Exercise requirements: Would you return the lines from the one that contains "query = query.batch(BatchId::new(b)?);" to the last line of the entries below, exactly and with nothing added?

Information:
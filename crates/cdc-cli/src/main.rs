//! Operación del outbox desde la terminal: reclamar, confirmar y liberar
//! batches, e inspeccionar el log. Requiere `DATABASE_URL`.
//!
//! La salida es una línea JSON por registro.
use std::error::Error;

use cdc_core::{BatchDispatcher, BatchId, EventLog, ExecutionQuery};
use cdc_persistence::{build_dev_pool_from_env, CdcConfig, PgBatchDispatcher, PgEventLog, PoolProvider};
use chrono::{Duration, Utc};
use clap::Parser;
use serde::Serialize;
use tracing::info;

#[derive(clap::Parser, Clone, Debug)]
#[clap(author, version, about, long_about = None)]
struct CdcCli {
    #[command(subcommand)]
    command: CdcCommand,
}

#[derive(clap::Subcommand, Clone, Debug)]
enum CdcCommand {
    /// Reclama eventos sin procesar para un batch
    Claim {
        /// Batch id; si se omite se genera uno
        #[arg(short, long)]
        batch: Option<String>,
        /// Máximo de eventos (default `CDC_CLAIM_LIMIT`)
        #[arg(short, long)]
        limit: Option<usize>,
    },
    /// Marca como procesados los eventos de un batch
    Mark {
        #[arg(short, long)]
        batch: String,
    },
    /// Libera claims sin procesar más viejos que el umbral
    Abandon {
        /// Sólo este batch
        #[arg(short, long)]
        batch: Option<String>,
        /// Antigüedad mínima en segundos (default `CDC_STALE_AFTER_SECS`)
        #[arg(long)]
        older_than_secs: Option<i64>,
    },
    /// Lista eventos del log por rango de id
    Events {
        #[arg(long, default_value_t = 1)]
        from: u64,
        #[arg(long)]
        to: Option<u64>,
        #[arg(short, long, default_value_t = 100)]
        limit: usize,
    },
    /// Lista registros de ejecución
    #[clap(aliases = &["execs"])]
    Executions {
        #[arg(short, long)]
        batch: Option<String>,
        #[arg(long)]
        processed: Option<bool>,
    },
    /// Batches con claims pendientes más viejos que el umbral
    Stale {
        #[arg(long)]
        older_than_secs: Option<i64>,
    },
}

fn print_lines<T: Serialize>(items: &[T]) -> Result<(), serde_json::Error> {
    for item in items {
        println!("{}", serde_json::to_string(item)?);
    }
    Ok(())
}

fn main() -> Result<(), Box<dyn Error>> {
    tracing_subscriber::fmt::init();
    let cli = CdcCli::parse();
    let cfg = CdcConfig::from_env()?;
    let provider = PoolProvider { pool: build_dev_pool_from_env()? };
    let dispatcher = PgBatchDispatcher::new(provider.clone());
    let threshold = |secs: Option<i64>| Utc::now() - Duration::seconds(secs.unwrap_or(cfg.stale_after_secs));

    match cli.command {
        CdcCommand::Claim { batch, limit } => {
            let batch = match batch {
                Some(b) => BatchId::new(b)?,
                None => BatchId::generate(),
            };
            let events = dispatcher.claim(limit.unwrap_or(cfg.claim_limit), &batch)?;
            info!(batch = %batch, claimed = events.len(), "claim");
            print_lines(&events)?;
        }
        CdcCommand::Mark { batch } => {
            let batch = BatchId::new(batch)?;
            let updated = dispatcher.mark_processed(&batch)?;
            println!("{}", serde_json::json!({ "batchId": batch, "processed": updated }));
        }
        CdcCommand::Abandon { batch, older_than_secs } => {
            let batch = batch.map(BatchId::new).transpose()?;
            let released = dispatcher.abandon(batch.as_ref(), threshold(older_than_secs))?;
            println!("{}", serde_json::json!({ "batchId": batch, "released": released }));
        }
        CdcCommand::Events { from, to, limit } => {
            let log = PgEventLog::new(provider);
            print_lines(&log.by_id_range(from, to, limit)?)?;
        }
        CdcCommand::Executions { batch, processed } => {
            let mut query = ExecutionQuery::all();
            if let Some(b) = batch {
                query = query.batch(BatchId::new(b)?);
            }
            if let Some(p) = processed {
                query = query.processed(p);
            }
            print_lines(&dispatcher.executions(&query)?)?;
        }
        CdcCommand::Stale { older_than_secs } => {
            print_lines(&dispatcher.stale_batches(threshold(older_than_secs))?)?;
        }
    }
    Ok(())
}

Response to this task:
                query = query.batch(BatchId::new(b)?);
            }
            if let Some(p) = processed {
                query = query.processed(p);
            }
            print_lines(&dispatcher.executions(&query)?)?;
        }
        CdcCommand::Stale { older_than_secs } => {
            print_lines(&dispatcher.stale_batches(threshold(older_than_secs))?)?;
        }
    }
    Ok(())
}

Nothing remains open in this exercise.